(Stored data entries)
========================================
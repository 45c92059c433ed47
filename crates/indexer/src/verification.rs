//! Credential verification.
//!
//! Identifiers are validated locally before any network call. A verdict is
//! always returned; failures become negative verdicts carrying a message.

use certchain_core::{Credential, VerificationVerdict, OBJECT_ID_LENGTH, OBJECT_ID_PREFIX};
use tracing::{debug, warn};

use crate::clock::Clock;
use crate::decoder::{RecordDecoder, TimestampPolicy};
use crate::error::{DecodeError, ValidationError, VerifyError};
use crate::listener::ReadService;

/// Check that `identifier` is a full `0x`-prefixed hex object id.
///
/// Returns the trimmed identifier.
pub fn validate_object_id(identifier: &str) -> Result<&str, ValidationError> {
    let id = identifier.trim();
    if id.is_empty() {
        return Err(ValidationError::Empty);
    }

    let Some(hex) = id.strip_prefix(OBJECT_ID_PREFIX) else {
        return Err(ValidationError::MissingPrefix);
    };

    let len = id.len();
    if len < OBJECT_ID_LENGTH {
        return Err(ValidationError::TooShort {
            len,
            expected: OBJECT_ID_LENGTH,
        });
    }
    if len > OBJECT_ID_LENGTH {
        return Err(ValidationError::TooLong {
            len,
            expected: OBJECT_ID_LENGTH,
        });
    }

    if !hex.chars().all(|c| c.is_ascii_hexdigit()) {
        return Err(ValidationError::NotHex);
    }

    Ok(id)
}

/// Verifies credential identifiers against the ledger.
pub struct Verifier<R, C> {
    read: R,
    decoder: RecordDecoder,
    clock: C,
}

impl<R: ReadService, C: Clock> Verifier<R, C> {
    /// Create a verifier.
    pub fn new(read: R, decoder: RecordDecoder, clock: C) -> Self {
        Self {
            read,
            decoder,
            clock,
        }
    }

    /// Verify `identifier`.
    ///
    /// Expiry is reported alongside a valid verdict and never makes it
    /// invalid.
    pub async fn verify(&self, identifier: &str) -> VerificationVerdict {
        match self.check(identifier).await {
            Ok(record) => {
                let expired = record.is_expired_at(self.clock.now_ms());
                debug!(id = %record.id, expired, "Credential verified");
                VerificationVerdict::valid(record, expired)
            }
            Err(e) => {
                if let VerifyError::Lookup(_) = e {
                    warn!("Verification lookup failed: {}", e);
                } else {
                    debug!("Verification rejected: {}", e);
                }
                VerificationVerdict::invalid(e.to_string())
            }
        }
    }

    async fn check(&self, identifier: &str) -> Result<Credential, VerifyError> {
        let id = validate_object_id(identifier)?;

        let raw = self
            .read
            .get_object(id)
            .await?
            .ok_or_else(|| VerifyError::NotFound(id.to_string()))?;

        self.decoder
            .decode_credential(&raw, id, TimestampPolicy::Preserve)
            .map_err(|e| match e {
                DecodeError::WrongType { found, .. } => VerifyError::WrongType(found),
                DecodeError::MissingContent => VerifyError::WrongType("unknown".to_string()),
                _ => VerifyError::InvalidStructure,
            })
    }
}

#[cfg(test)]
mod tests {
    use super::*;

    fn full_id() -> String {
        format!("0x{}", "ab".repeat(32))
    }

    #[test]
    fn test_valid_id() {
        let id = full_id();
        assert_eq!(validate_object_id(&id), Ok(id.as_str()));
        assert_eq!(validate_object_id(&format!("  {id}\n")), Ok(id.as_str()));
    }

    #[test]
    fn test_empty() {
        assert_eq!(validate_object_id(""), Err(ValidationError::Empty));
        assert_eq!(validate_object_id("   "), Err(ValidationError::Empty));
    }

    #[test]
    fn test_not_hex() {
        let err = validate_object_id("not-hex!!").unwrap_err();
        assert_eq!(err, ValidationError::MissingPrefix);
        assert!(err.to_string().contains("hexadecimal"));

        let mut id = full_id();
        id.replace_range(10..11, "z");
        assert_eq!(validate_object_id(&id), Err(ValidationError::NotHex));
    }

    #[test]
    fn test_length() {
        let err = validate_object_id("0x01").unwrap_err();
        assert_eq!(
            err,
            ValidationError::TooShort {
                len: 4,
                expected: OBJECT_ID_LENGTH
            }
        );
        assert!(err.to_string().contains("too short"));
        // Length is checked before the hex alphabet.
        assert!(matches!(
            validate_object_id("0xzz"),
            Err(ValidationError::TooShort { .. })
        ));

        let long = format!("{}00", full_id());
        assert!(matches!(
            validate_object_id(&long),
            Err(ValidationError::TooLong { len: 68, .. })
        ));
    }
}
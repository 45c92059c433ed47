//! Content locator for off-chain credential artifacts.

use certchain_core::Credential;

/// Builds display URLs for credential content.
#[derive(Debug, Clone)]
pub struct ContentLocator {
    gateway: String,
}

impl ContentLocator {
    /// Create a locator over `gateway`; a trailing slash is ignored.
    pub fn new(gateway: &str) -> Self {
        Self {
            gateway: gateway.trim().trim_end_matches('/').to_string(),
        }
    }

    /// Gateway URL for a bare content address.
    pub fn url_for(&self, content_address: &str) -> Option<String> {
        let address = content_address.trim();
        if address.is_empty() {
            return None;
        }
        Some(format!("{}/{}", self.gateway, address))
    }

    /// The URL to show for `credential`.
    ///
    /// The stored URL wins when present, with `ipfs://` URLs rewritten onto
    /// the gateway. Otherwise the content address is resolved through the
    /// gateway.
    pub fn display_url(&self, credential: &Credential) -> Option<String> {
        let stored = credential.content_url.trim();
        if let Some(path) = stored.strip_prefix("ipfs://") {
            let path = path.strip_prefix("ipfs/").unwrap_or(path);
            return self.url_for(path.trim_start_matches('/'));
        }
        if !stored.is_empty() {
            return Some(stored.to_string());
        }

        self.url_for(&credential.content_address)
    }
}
========================================
* [AIM OF THE EXERCISE] Please give back only the lines between the first line of the entries and the line with "the trimmed identifier.", both ends included, word for word.

* [REPLY TO THE EXERCISE]
repository 45c92059c433ed47
filename crates/indexer/src/verification.rs
//! Credential verification.
//!
//! Identifiers are validated locally before any network call. A verdict is
//! always returned; failures become negative verdicts carrying a message.

use certchain_core::{Credential, VerificationVerdict, OBJECT_ID_LENGTH, OBJECT_ID_PREFIX};
use tracing::{debug, warn};

use crate::clock::Clock;
use crate::decoder::{RecordDecoder, TimestampPolicy};
use crate::error::{DecodeError, ValidationError, VerifyError};
use crate::listener::ReadService;

/// Check that `identifier` is a full `0x`-prefixed hex object id.
///
/// Returns the trimmed identifier.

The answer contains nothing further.